Общие взгляды Жерсона на таинство брака соответствовали учению апостола Павла, в соответствии с которым безбрачие предпочтительно, но вступление в брак является средством избежать искушения и блуда для тех, кто не в силах ограничить себя (1 Кор. VII, 1–11). В «Речи о превосходстве девства» также отмечается, что части женщин необходимо выходить замуж – как для того, чтобы избегать плотских грехов, так и для продолжения рода. И всё же Жерсон отмечает, что женщины, вступившие в брак, «выбрали менее благую долю» [Браун 2007, 227], и полагает, что его сёстры не должны следовать их примеру [Там же].

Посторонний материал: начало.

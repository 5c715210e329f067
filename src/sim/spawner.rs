//! Procedural placement: box waves, terrain, bot landings and potion drops
//!
//! Each wave walks the whole board. Eligible cells (empty ground, no box, not
//! within the safe radius of a player) are skipped with probability
//! `4 / (wave + 10)` and otherwise receive one tier drawn from the mode's
//! weighted table. Weights grow with the wave so later waves get tougher.

use glam::Vec2;
use rand::Rng;

use super::board::{Board, BoxMaterial, Cell, Terrain};
use super::entity::PotionKind;
use crate::consts::{MAX_PLACEMENT_ATTEMPTS, SAFE_RADIUS_CELLS};

/// Which weighted table a wave draws from
#[derive(Debug, Clone, Copy, PartialEq, Eq)]
pub enum SpawnTable {
    Scavenger,
    Battle,
}

impl SpawnTable {
    /// Tier weights for `wave`, in draw order
    pub fn weights(self, wave: u32) -> Vec<(BoxMaterial, f64)> {
        use BoxMaterial as M;
        let w = wave as f64;
        match self {
            SpawnTable::Scavenger => vec![
                (M::Silver, (0.5 * (w - 3.0)).max(0.0)),
                (M::Gold, (0.1 * (w - 2.0)).max(0.0)),
                (M::Dark, (0.3 * (w - 2.0)).max(0.0)),
                (M::Purple, 0.05 * (w - 1.0)),
                (M::Green, 0.05 * (w - 1.0)),
                (M::Black, 0.1 * w),
                (M::Blue, 0.1 * w),
                (M::N, w),
                (M::O, w.sqrt()),
            ],
            SpawnTable::Battle => vec![
                (M::Man, 0.1 * w),
                (M::Silver, 1.0),
                (M::Gold, 0.0),
                (M::Dark, 5.0),
                (M::Purple, 1.0),
                (M::Green, 0.5 * w.sqrt()),
                (M::Black, 1.0),
                (M::Red, 2.0),
                (M::Blue, w.sqrt()),
                (M::N, 6.0),
                (M::O, 3.0),
            ],
        }
    }

    /// Draw one tier; `None` if every weight is zero
    pub fn draw<R: Rng>(self, wave: u32, rng: &mut R) -> Option<BoxMaterial> {
        let weights = self.weights(wave);
        let total: f64 = weights.iter().map(|(_, w)| w.max(0.0)).sum();
        if total <= 0.0 {
            return None;
        }
        let roll = rng.random::<f64>() * total;
        let mut acc = 0.0;
        for (material, weight) in &weights {
            acc += weight.max(0.0);
            if roll < acc {
                return Some(*material);
            }
        }
        // Float slop at the very top of the range
        weights.iter().rev().find(|(_, w)| *w > 0.0).map(|(m, _)| *m)
    }
}

/// Probability that an eligible cell stays empty this wave
pub fn skip_chance(wave: u32) -> f64 {
    4.0 / (wave as f64 + 10.0)
}

/// True if no player stands within the safe radius of `cell`'s center
pub fn is_player_safe(board: &Board, cell: Cell, players: &[Vec2]) -> bool {
    let Ok(center) = board.cell_center(cell) else {
        return false;
    };
    let radius = SAFE_RADIUS_CELLS * board.cell_size();
    players.iter().all(|p| p.distance(center) >= radius)
}

/// Fill eligible cells for `wave`; returns what was placed
pub fn spawn_wave<R: Rng>(
    board: &mut Board,
    table: SpawnTable,
    wave: u32,
    players: &[Vec2],
    rng: &mut R,
) -> Vec<(Cell, BoxMaterial)> {
    let skip = skip_chance(wave);
    let mut placed = Vec::new();
    for cell in board.cells() {
        if !is_player_safe(board, cell, players) {
            continue;
        }
        if board.terrain_at(cell) != Terrain::Empty || board.has_box(cell) {
            continue;
        }
        if rng.random::<f64>() < skip {
            continue;
        }
        if let Some(material) = table.draw(wave, rng) {
            board.set_box(cell, material);
            placed.push((cell, material));
        }
    }
    log::info!("Wave {wave}: placed {} boxes", placed.len());
    placed
}

/// Random cell with empty ground that is safe from every player, optionally
/// also box-free. Gives up after a bounded number of attempts.
pub fn pick_landing_cell<R: Rng>(
    board: &Board,
    players: &[Vec2],
    require_box_free: bool,
    rng: &mut R,
) -> Option<Cell> {
    for _ in 0..MAX_PLACEMENT_ATTEMPTS {
        let cell = Cell::new(
            rng.random_range(0..board.width()),
            rng.random_range(0..board.height()),
        );
        if board.terrain_at(cell) != Terrain::Empty {
            continue;
        }
        if require_box_free && board.has_box(cell) {
            continue;
        }
        if is_player_safe(board, cell, players) {
            return Some(cell);
        }
    }
    log::debug!("No landing cell found after {MAX_PLACEMENT_ATTEMPTS} attempts");
    None
}

pub fn random_potion<R: Rng>(rng: &mut R) -> PotionKind {
    PotionKind::ALL[rng.random_range(0..PotionKind::ALL.len())]
}

/// Tree border plus `count` cacti on interior cells not listed in `keep_clear`
pub fn build_terrain<R: Rng>(board: &mut Board, count: u32, keep_clear: &[Cell], rng: &mut R) {
    board.fill_border(Terrain::Tree);
    let (w, h) = (board.width(), board.height());
    if w < 3 || h < 3 {
        return;
    }
    let interior = ((w - 2) * (h - 2)) as usize;
    if interior <= keep_clear.len() {
        return;
    }
    let mut planted = 0;
    let mut attempts = 0;
    while planted < count && attempts < count * MAX_PLACEMENT_ATTEMPTS {
        attempts += 1;
        let cell = Cell::new(rng.random_range(1..w - 1), rng.random_range(1..h - 1));
        if keep_clear.contains(&cell) {
            continue;
        }
        board.set_terrain(cell, Terrain::Cactus);
        planted += 1;
    }
}

#[cfg(test)]
mod tests {
    use super::*;
    use rand::SeedableRng;
    use rand_pcg::Pcg32;

    fn open_board() -> Board {
        let mut board = Board::new(20, 20, 40.0);
        board.fill_border(Terrain::Tree);
        board
    }

    #[test]
    fn test_scavenger_weights_follow_wave() {
        let weights = SpawnTable::Scavenger.weights(4);
        let get = |m| weights.iter().find(|(x, _)| *x == m).map(|(_, w)| *w).unwrap();
        assert!((get(BoxMaterial::Silver) - 0.5).abs() < 1e-9);
        assert!((get(BoxMaterial::Gold) - 0.2).abs() < 1e-9);
        assert!((get(BoxMaterial::Dark) - 0.6).abs() < 1e-9);
        assert!((get(BoxMaterial::N) - 4.0).abs() < 1e-9);
        assert!((get(BoxMaterial::O) - 2.0).abs() < 1e-9);

        // Early waves clamp the tough tiers to zero
        let early = SpawnTable::Scavenger.weights(1);
        assert_eq!(early[0], (BoxMaterial::Silver, 0.0));
        assert_eq!(early[1], (BoxMaterial::Gold, 0.0));
    }

    #[test]
    fn test_battle_table_never_draws_gold() {
        let mut rng = Pcg32::seed_from_u64(7);
        for _ in 0..2000 {
            assert_ne!(SpawnTable::Battle.draw(3, &mut rng), Some(BoxMaterial::Gold));
        }
    }

    #[test]
    fn test_scavenger_wave_one_only_basic_tiers() {
        let mut rng = Pcg32::seed_from_u64(11);
        for _ in 0..2000 {
            let m = SpawnTable::Scavenger.draw(1, &mut rng).unwrap();
            assert!(matches!(
                m,
                BoxMaterial::Black | BoxMaterial::Blue | BoxMaterial::N | BoxMaterial::O
            ));
        }
    }

    #[test]
    fn test_wave_respects_safe_radius_and_terrain() {
        let mut board = open_board();
        board.set_terrain(Cell::new(3, 3), Terrain::Cactus);
        board.set_box(Cell::new(4, 4), BoxMaterial::Gold);
        let player = board.cell_center(Cell::new(10, 10)).unwrap();
        let mut rng = Pcg32::seed_from_u64(3);

        let placed = spawn_wave(&mut board, SpawnTable::Scavenger, 50, &[player], &mut rng);
        assert!(!placed.is_empty());
        for (cell, _) in &placed {
            assert_eq!(board.terrain_at(*cell), Terrain::Empty);
            assert!(*cell != Cell::new(4, 4));
            assert!(is_player_safe(&board, *cell, &[player]));
        }
        assert_eq!(board.box_at(Cell::new(4, 4)), Some(BoxMaterial::Gold));
        // Two cells away along an axis is exactly the radius and therefore safe
        assert!(!is_player_safe(&board, Cell::new(11, 11), &[player]));
        assert!(is_player_safe(&board, Cell::new(12, 10), &[player]));
    }

    #[test]
    fn test_skip_chance_falls_with_wave() {
        assert!((skip_chance(0) - 0.4).abs() < 1e-12);
        assert!(skip_chance(10) < skip_chance(1));
    }

    #[test]
    fn test_landing_gives_up_on_full_board() {
        let mut board = Board::new(4, 4, 40.0);
        for cell in board.cells().collect::<Vec<_>>() {
            board.set_terrain(cell, Terrain::Tree);
        }
        let mut rng = Pcg32::seed_from_u64(1);
        assert_eq!(pick_landing_cell(&board, &[], true, &mut rng), None);
    }

    #[test]
    fn test_landing_cell_is_valid() {
        let mut board = open_board();
        let mut rng = Pcg32::seed_from_u64(5);
        let players = [board.cell_center(Cell::new(5, 5)).unwrap()];
        for cell in board.cells().collect::<Vec<_>>() {
            if cell.x % 2 == 0 && board.terrain_at(cell) == Terrain::Empty {
                board.set_box(cell, BoxMaterial::O);
            }
        }
        for _ in 0..50 {
            if let Some(cell) = pick_landing_cell(&board, &players, true, &mut rng) {
                assert!(board.is_passable(cell));
                assert!(is_player_safe(&board, cell, &players));
            }
        }
    }

    #[test]
    fn test_terrain_keeps_start_cells_clear() {
        let mut board = Board::new(20, 20, 40.0);
        let start = Cell::new(10, 10);
        let mut rng = Pcg32::seed_from_u64(9);
        build_terrain(&mut board, 200, &[start], &mut rng);
        assert_eq!(board.terrain_at(start), Terrain::Empty);
        assert_eq!(board.terrain_at(Cell::new(0, 0)), Terrain::Tree);
        let cacti = board
            .cells()
            .filter(|c| board.terrain_at(*c) == Terrain::Cactus)
            .count();
        assert!(cacti > 0);
    }
}
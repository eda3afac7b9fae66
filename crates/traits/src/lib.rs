//! Checksum traits for crcfold.
//!
//! `no_std` compatible, zero dependencies.
//!
//! | Trait | Purpose |
//! |-------|---------|
//! | [`Checksum`] | Streaming and one-shot checksums |
//! | [`ChecksumCombine`] | `crc(A ++ B)` from `crc(A)`, `crc(B)` and `len(B)` |
//!
//! # Error Types
//!
//! - [`ChecksumMismatch`]: a computed checksum disagreed with the expected value
//!
//! # Fallibility Discipline
//!
//! This crate denies `unwrap`, `expect`, and indexing in non-test code.
#![cfg_attr(not(test), deny(clippy::unwrap_used))]
#![cfg_attr(not(test), deny(clippy::expect_used))]
#![cfg_attr(not(test), deny(clippy::indexing_slicing))]
#![no_std]

#[cfg(feature = "std")]
extern crate std;

mod checksum;
pub mod error;

pub use checksum::{Checksum, ChecksumCombine};
pub use error::ChecksumMismatch;
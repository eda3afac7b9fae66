//! CPU capability detection for crcfold.
//!
//! This crate is the single source of truth for "which instructions may run
//! here". Algorithm crates query [`caps()`] instead of doing ad-hoc detection.
//!
//! ```
//! let caps = platform::caps();
//!
//! #[cfg(target_arch = "x86_64")]
//! if caps.has(platform::caps::x86::PCLMUL_READY) {
//!   // carry-less multiply folding is available
//! }
//! # let _ = caps;
//! ```
//!
//! - Compile-time features are folded in via `cfg!`, so statically enabled targets need no runtime probe.
//! - Runtime detection is cached in a `OnceLock` (std).
//! - Under Miri, always returns no capabilities.
#![cfg_attr(not(test), deny(clippy::unwrap_used))]
#![cfg_attr(not(test), deny(clippy::expect_used))]
#![cfg_attr(not(test), deny(clippy::indexing_slicing))]
#![no_std]

#[cfg(feature = "std")]
extern crate std;

pub mod caps;
mod detect;

pub use caps::Caps;

/// Detected CPU capabilities.
///
/// # Caching
///
/// - With `std`: detected once and cached in a `OnceLock`.
/// - Without `std`: only compile-time features are visible; computed on each call (a constant).
///
/// An override set via [`set_caps_override`] takes precedence.
#[inline]
#[must_use]
pub fn caps() -> Caps {
  detect::caps()
}

/// Detect capabilities without consulting the cache or override.
#[inline]
#[must_use]
pub fn detect_uncached() -> Caps {
  detect::detect_uncached()
}

/// Set or clear a capabilities override.
///
/// When set, [`caps()`] returns the override instead of detecting. Useful for
/// bare metal targets where the CPU is known at deployment, and for forcing
/// fallback paths in tests. Call early, before kernels are selected: caches
/// built on top of [`caps()`] do not observe later changes.
#[inline]
pub fn set_caps_override(value: Option<Caps>) {
  detect::set_caps_override(value);
}

/// Check if an override is currently set.
#[inline]
#[must_use]
pub fn has_override() -> bool {
  detect::has_override()
}
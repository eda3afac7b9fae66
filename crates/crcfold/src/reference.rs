//! Bitwise CRC-32/IEEE: the source of truth.
//!
//! One bit per step, no tables, `const fn`. Every other path in this crate
//! (slice-by-8, software lanes, SIMD lanes) is tested against it. Slow on
//! purpose (~8 operations per bit); never dispatched.

// Bounded `while` index over `data`; clippy cannot see it in const context.
#![allow(clippy::indexing_slicing)]

use crate::constants::POLY_REFLECTED;

/// Advance the raw CRC register over `data`, LSB-first.
///
/// No init or xorout is applied: `crc32_bitwise(!0, data) ^ !0` is the
/// standard CRC-32/IEEE value.
#[must_use]
pub const fn crc32_bitwise(mut crc: u32, data: &[u8]) -> u32 {
  let mut i: usize = 0;
  while i < data.len() {
    crc ^= data[i] as u32;
    let mut bit: u32 = 0;
    while bit < 8 {
      crc = if crc & 1 != 0 { (crc >> 1) ^ POLY_REFLECTED } else { crc >> 1 };
      bit = bit.strict_add(1);
    }
    i = i.strict_add(1);
  }
  crc
}

// Fails the build if the reference drifts from the catalogue check value.
const _: () = assert!(crc32_bitwise(!0, b"123456789") ^ !0 == 0xCBF4_3926);

#[cfg(test)]
mod tests {
  use super::*;

  #[test]
  fn empty_input_returns_register() {
    assert_eq!(crc32_bitwise(0x1234_5678, &[]), 0x1234_5678);
  }

  #[test]
  fn single_bytes() {
    // zlib crc32(b"a") and crc32(b"\0")
    assert_eq!(crc32_bitwise(!0, b"a") ^ !0, 0xE8B7_BE43);
    assert_eq!(crc32_bitwise(!0, &[0]) ^ !0, 0xD202_EF8D);
  }

  #[test]
  fn register_chains() {
    let data = b"The quick brown fox jumps over the lazy dog";
    let (a, b) = data.split_at(17);
    assert_eq!(crc32_bitwise(crc32_bitwise(!0, a), b), crc32_bitwise(!0, data));
    assert_eq!(crc32_bitwise(!0, data) ^ !0, 0x414F_A339);
  }
}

Автор не запрещает сёстрам выходить замуж, впрочем, подчёркивая, что та из них, которая пожелает вступить в брак, не должна пытаться переубедить своих сестёр также отказаться от безбрачной жизни в кругу семьи своих родителей [МакГуайр 2005, 106]. Тем не менее забота об отце и матери не являлась главным мотивом написания трактата. Жерсон сам признавал, что сгущает краски для того, чтобы убедить своих сестёр не выходить замуж. Он просит прощения у всех благочестивых замужних женщин, в том числе у своей матери, за столь резкие высказывания о браке [Там же, 105].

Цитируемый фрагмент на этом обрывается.